(DATA LISTING)
#[cfg(test)]
mod tests {
    use super::*;
    use crate::keytab::{Enctype, Principal};
    use crate::pac::codec::tests::{
        assemble_pac, build_logon_info, build_signature_buffer, build_upn_dns_info,
    };
    use crate::pac::codec::{parse, zero_signatures, PacBufferType};

    fn server_key(key: Vec<u8>) -> KeytabEntry {
        KeytabEntry {
            principal: Principal {
                components: vec!["HTTP".into(), "vault.test.com".into()],
                realm: "TEST.COM".into(),
            },
            kvno: 1,
            enctype: Enctype::Aes256CtsHmacSha196,
            key_bytes: key,
            timestamp: 0,
        }
    }

    fn sign(key: &[u8], algorithm_type: u32, zeroed: &[u8]) -> Vec<u8> {
        compute_hmac(algorithm_type, key, zeroed).unwrap()
    }

    /// Build a complete, validly-signed PAC for `logon_time`/UPN, signed
    /// with `key` under AES256-flavored HMAC-SHA1-96.
    fn build_signed_pac(key: &[u8], logon_time_filetime: u64, upn: &str, dns: &str) -> Vec<u8> {
        let logon_info = build_logon_info(logon_time_filetime, 1000, 513, &[512, 513], Some("S-1-5-21-1-2-3"));
        let upn_info = build_upn_dns_info(upn, dns);
        // Placeholder signatures; real ones are computed after zeroing.
        let placeholder_server = build_signature_buffer(SignatureAlgorithm::HMAC_SHA1_96_AES256, &[0u8; 12]);
        let placeholder_privsvr = build_signature_buffer(SignatureAlgorithm::HMAC_SHA1_96_AES256, &[0u8; 12]);
        let unsigned = assemble_pac(&[
            (PacBufferType::LOGON_INFO, logon_info),
            (PacBufferType::UPN_DNS_INFO, upn_info),
            (PacBufferType::SERVER_CHECKSUM, placeholder_server),
            (PacBufferType::PRIVSVR_CHECKSUM, placeholder_privsvr),
        ]);

        let zeroed = zero_signatures(&unsigned);
        let server_sig = sign(key, SignatureAlgorithm::HMAC_SHA1_96_AES256, &zeroed);

        let logon_info = build_logon_info(logon_time_filetime, 1000, 513, &[512, 513], Some("S-1-5-21-1-2-3"));
        let upn_info = build_upn_dns_info(upn, dns);
        let server_buf = build_signature_buffer(SignatureAlgorithm::HMAC_SHA1_96_AES256, &server_sig);
        let privsvr_buf = build_signature_buffer(SignatureAlgorithm::HMAC_SHA1_96_AES256, &[0u8; 12]);
        assemble_pac(&[
            (PacBufferType::LOGON_INFO, logon_info),
            (PacBufferType::UPN_DNS_INFO, upn_info),
            (PacBufferType::SERVER_CHECKSUM, server_buf),
            (PacBufferType::PRIVSVR_CHECKSUM, privsvr_buf),
        ])
    }

    #[test]
    fn happy_path_validates() {
        let key = vec![0x42u8; 32];
        let pac_bytes = build_signed_pac(&key, 0, "alice@TEST.COM", "TEST.COM");
        let pac = parse(&pac_bytes).unwrap();
        let zeroed = zero_signatures(&pac_bytes);
        let entry = server_key(key);

        let result = verify(&pac, &zeroed, &entry, "TEST.COM", 300, Timestamp::UNIX_EPOCH);
        assert!(result.valid, "errors: {:?}", result.errors);
        assert!(result.flags.server_signature_valid);
        assert!(!result.flags.kdc_signature_checked);
        assert_eq!(result.group_sids, vec!["S-1-5-21-1-2-3-512", "S-1-5-21-1-2-3-513"]);
    }

    #[test]
    fn tampered_signature_is_rejected() {
        let key = vec![0x42u8; 32];
        let mut pac_bytes = build_signed_pac(&key, 0, "alice@TEST.COM", "TEST.COM");
        let last = pac_bytes.len() - 1;
        pac_bytes[last] ^= 0xFF;
        let pac = parse(&pac_bytes).unwrap();
        let zeroed = zero_signatures(&pac_bytes);
        let entry = server_key(key);

        let result = verify(&pac, &zeroed, &entry, "TEST.COM", 300, Timestamp::UNIX_EPOCH);
        assert!(!result.valid);
    }

    #[test]
    fn clock_skew_boundary_passes_exactly_at_limit() {
        let key = vec![0x11u8; 32];
        // logon_time = Unix epoch (FILETIME 0 maps to it); now = epoch + 300s.
        let pac_bytes = build_signed_pac(&key, 0, "alice@TEST.COM", "TEST.COM");
        let pac = parse(&pac_bytes).unwrap();
        let zeroed = zero_signatures(&pac_bytes);
        let entry = server_key(key);
        let now = Timestamp::from_second(300).unwrap();

        let result = verify(&pac, &zeroed, &entry, "TEST.COM", 300, now);
        assert!(result.flags.clock_skew_valid);
    }

    #[test]
    fn clock_skew_beyond_limit_fails() {
        let key = vec![0x11u8; 32];
        let pac_bytes = build_signed_pac(&key, 0, "alice@TEST.COM", "TEST.COM");
        let pac = parse(&pac_bytes).unwrap();
        let zeroed = zero_signatures(&pac_bytes);
        let entry = server_key(key);
        let now = Timestamp::from_second(301).unwrap();

        let result = verify(&pac, &zeroed, &entry, "TEST.COM", 300, now);
        assert!(!result.flags.clock_skew_valid);
        assert!(!result.valid);
    }

    #[test]
    fn upn_realm_mismatch_is_rejected() {
        let key = vec![0x11u8; 32];
        let pac_bytes = build_signed_pac(&key, 0, "alice@WRONG.COM", "WRONG.COM");
        let pac = parse(&pac_bytes).unwrap();
        let zeroed = zero_signatures(&pac_bytes);
        let entry = server_key(key);

        let result = verify(&pac, &zeroed, &entry, "TEST.COM", 300, Timestamp::UNIX_EPOCH);
        assert!(!result.valid);
        assert!(!result.flags.upn_consistent);
    }

    #[test]
    fn upn_realm_check_is_case_insensitive() {
        let key = vec![0x11u8; 32];
        let pac_bytes = build_signed_pac(&key, 0, "alice@test.com", "test.com");
        let pac = parse(&pac_bytes).unwrap();
        let zeroed = zero_signatures(&pac_bytes);
        let entry = server_key(key);

        let result = verify(&pac, &zeroed, &entry, "TEST.COM", 300, Timestamp::UNIX_EPOCH);
        assert!(result.flags.upn_consistent);
    }

    #[test]
    fn kdc_signature_wrong_length_is_rejected() {
        let key = vec![0x42u8; 32];
        let logon_info = build_logon_info(0, 1000, 513, &[512, 513], Some("S-1-5-21-1-2-3"));
        let upn_info = build_upn_dns_info("alice@TEST.COM", "TEST.COM");
        let placeholder_server = build_signature_buffer(SignatureAlgorithm::HMAC_SHA1_96_AES256, &[0u8; 12]);
        // Declares AES256 HMAC (12-byte truncated digest) but carries 4 bytes.
        let placeholder_privsvr = build_signature_buffer(SignatureAlgorithm::HMAC_SHA1_96_AES256, &[0u8; 4]);
        let unsigned = assemble_pac(&[
            (PacBufferType::LOGON_INFO, logon_info.clone()),
            (PacBufferType::UPN_DNS_INFO, upn_info.clone()),
            (PacBufferType::SERVER_CHECKSUM, placeholder_server),
            (PacBufferType::PRIVSVR_CHECKSUM, placeholder_privsvr),
        ]);
        let zeroed = zero_signatures(&unsigned);
        let server_sig = sign(&key, SignatureAlgorithm::HMAC_SHA1_96_AES256, &zeroed);
        let server_buf = build_signature_buffer(SignatureAlgorithm::HMAC_SHA1_96_AES256, &server_sig);
        let privsvr_buf = build_signature_buffer(SignatureAlgorithm::HMAC_SHA1_96_AES256, &[0u8; 4]);
        let pac_bytes = assemble_pac(&[
            (PacBufferType::LOGON_INFO, logon_info),
            (PacBufferType::UPN_DNS_INFO, upn_info),
            (PacBufferType::SERVER_CHECKSUM, server_buf),
            (PacBufferType::PRIVSVR_CHECKSUM, privsvr_buf),
        ]);

        let pac = parse(&pac_bytes).unwrap();
        let zeroed = zero_signatures(&pac_bytes);
        let entry = server_key(key);
        let result = verify(&pac, &zeroed, &entry, "TEST.COM", 300, Timestamp::UNIX_EPOCH);

        assert!(!result.flags.kdc_signature_present);
        assert!(!result.valid, "a wrong-length KDC signature buffer must fail verification");
    }

    #[test]
    fn missing_signature_buffer_is_hard_failure() {
        let logon_info = build_logon_info(0, 1000, 513, &[512], Some("S-1-5-21-1-2-3"));
        let pac_bytes = assemble_pac(&[(PacBufferType::LOGON_INFO, logon_info)]);
        let pac = parse(&pac_bytes).unwrap();
        let zeroed = zero_signatures(&pac_bytes);
        let entry = server_key(vec![0x11u8; 32]);

        let result = verify(&pac, &zeroed, &entry, "TEST.COM", 300, Timestamp::UNIX_EPOCH);
        assert!(!result.valid);
    }

    #[test]
    fn missing_domain_sid_marks_flag_and_empties_groups() {
        let key = vec![0x11u8; 32];
        let logon_info = build_logon_info(0, 1000, 513, &[512, 513], None);
        let upn_info = build_upn_dns_info("alice@TEST.COM", "TEST.COM");
        let placeholder_server = build_signature_buffer(SignatureAlgorithm::HMAC_SHA1_96_AES256, &[0u8; 12]);
        let placeholder_privsvr = build_signature_buffer(SignatureAlgorithm::HMAC_SHA1_96_AES256, &[0u8; 12]);
        let unsigned = assemble_pac(&[
            (PacBufferType::LOGON_INFO, logon_info.clone()),
            (PacBufferType::UPN_DNS_INFO, upn_info.clone()),
            (PacBufferType::SERVER_CHECKSUM, placeholder_server),
            (PacBufferType::PRIVSVR_CHECKSUM, placeholder_privsvr),
        ]);
        let zeroed = zero_signatures(&unsigned);
        let server_sig = sign(&key, SignatureAlgorithm::HMAC_SHA1_96_AES256, &zeroed);
        let server_buf = build_signature_buffer(SignatureAlgorithm::HMAC_SHA1_96_AES256, &server_sig);
        let privsvr_buf = build_signature_buffer(SignatureAlgorithm::HMAC_SHA1_96_AES256, &[0u8; 12]);
        let pac_bytes = assemble_pac(&[
            (PacBufferType::LOGON_INFO, logon_info),
            (PacBufferType::UPN_DNS_INFO, upn_info),
            (PacBufferType::SERVER_CHECKSUM, server_buf),
            (PacBufferType::PRIVSVR_CHECKSUM, privsvr_buf),
        ]);

        let pac = parse(&pac_bytes).unwrap();
        let zeroed = zero_signatures(&pac_bytes);
        let entry = server_key(key);
        let result = verify(&pac, &zeroed, &entry, "TEST.COM", 300, Timestamp::UNIX_EPOCH);

        assert!(result.flags.domain_sid_unknown);
        assert!(result.group_sids.is_empty());
    }
}
//! The core's error taxonomy.
//!
//! Every failure path in this crate produces a [`CoreError`]: a safe,
//! terse message suitable for the caller, plus a [`ErrorKind`] used for
//! structured logging and metrics on the operator side. Nothing below
//! `CoreError::safe_message` is ever meant to reach a client.

use std::fmt;

/// The taxonomy of failures the core can produce.
///
/// Every error raised anywhere in the validator, verifier, keytab resolver,
/// or authorizer is tagged with exactly one of these.
#[derive(Debug, Clone, Copy, PartialEq, Eq)]
pub enum ErrorKind {
    /// Base64 decode failure, size limit exceeded, missing required field.
    InvalidInput,
    /// Login attempted before Config exists, or the named role is missing.
    NotConfigured,
    /// Ticket rejected, clock skew on the AP-REQ, unknown SPN, channel
    /// binding mismatch.
    KerberosFailure,
    /// PAC parsing or verification failed; see [`PacErrorKind`] for the
    /// specific subkind.
    PacError(PacErrorKind),
    /// Realm, SPN, or group-SID authorization check failed.
    AuthorizationDenied,
    /// Persistence I/O or other operator-only failure.
    Internal,
}

/// PAC-specific error subkinds.
#[derive(Debug, Clone, Copy, PartialEq, Eq)]
pub enum PacErrorKind {
    InvalidFormat,
    MissingSignature,
    SignatureInvalid,
    ClockSkew,
    UpnInconsistent,
}

impl fmt::Display for ErrorKind {
    fn fmt(&self, f: &mut fmt::Formatter<'_>) -> fmt::Result {
        match self {
            Self::InvalidInput => f.write_str("invalid input"),
            Self::NotConfigured => f.write_str("not configured"),
            Self::KerberosFailure => f.write_str("kerberos failure"),
            Self::PacError(kind) => write!(f, "pac error ({kind})"),
            Self::AuthorizationDenied => f.write_str("authorization denied"),
            Self::Internal => f.write_str("internal"),
        }
    }
}

impl fmt::Display for PacErrorKind {
    fn fmt(&self, f: &mut fmt::Formatter<'_>) -> fmt::Result {
        match self {
            Self::InvalidFormat => f.write_str("invalid format"),
            Self::MissingSignature => f.write_str("missing signature"),
            Self::SignatureInvalid => f.write_str("signature invalid"),
            Self::ClockSkew => f.write_str("clock skew"),
            Self::UpnInconsistent => f.write_str("upn inconsistent"),
        }
    }
}

/// A two-layered core error: a [`ErrorKind`] for operator logs, and a safe
/// message for the caller.
///
/// The `Display` impl intentionally renders only `safe_message` so that
/// `format!("authentication failed: {err}")` can never leak internal
/// detail; call [`CoreError::kind`] to get the structured code for logging.
#[derive(Debug, Clone)]
pub struct CoreError {
    kind: ErrorKind,
    safe_message: String,
    /// Extra detail for operator logs only; never rendered by `Display`.
    internal_detail: Option<String>,
}

impl CoreError {
    pub fn new(kind: ErrorKind, safe_message: impl Into<String>) -> Self {
        Self {
            kind,
            safe_message: safe_message.into(),
            internal_detail: None,
        }
    }

    pub fn with_detail(mut self, detail: impl Into<String>) -> Self {
        self.internal_detail = Some(detail.into());
        self
    }

    pub fn kind(&self) -> ErrorKind {
        self.kind
    }

    pub fn safe_message(&self) -> &str {
        &self.safe_message
    }

    /// Full internal detail for operator logs, falling back to the safe
    /// message when no extra detail was attached.
    pub fn internal_detail(&self) -> &str {
        self.internal_detail.as_deref().unwrap_or(&self.safe_message)
    }

    pub fn invalid_input(msg: impl Into<String>) -> Self {
        Self::new(ErrorKind::InvalidInput, msg)
    }

    pub fn not_configured(msg: impl Into<String>) -> Self {
        Self::new(ErrorKind::NotConfigured, msg)
    }

    pub fn kerberos(msg: impl Into<String>) -> Self {
        Self::new(ErrorKind::KerberosFailure, msg)
    }

    pub fn pac(subkind: PacErrorKind, msg: impl Into<String>) -> Self {
        Self::new(ErrorKind::PacError(subkind), msg)
    }

    pub fn denied(msg: impl Into<String>) -> Self {
        Self::new(ErrorKind::AuthorizationDenied, msg)
    }

    pub fn internal(msg: impl Into<String>) -> Self {
        Self::new(ErrorKind::Internal, msg)
    }
}

impl fmt::Display for CoreError {
    fn fmt(&self, f: &mut fmt::Formatter<'_>) -> fmt::Result {
        f.write_str(&self.safe_message)
    }
}

impl std::error::Error for CoreError {}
(End DATA LISTING)
● WORK TO BE COMPLETED
Every line from the data above that contains "logging" must appear in the answer.

● OUTPUT OF THE EXERCISE
//! structured logging and metrics on the operator side. Nothing below
/// detail; call [`CoreError::kind`] to get the structured code for logging.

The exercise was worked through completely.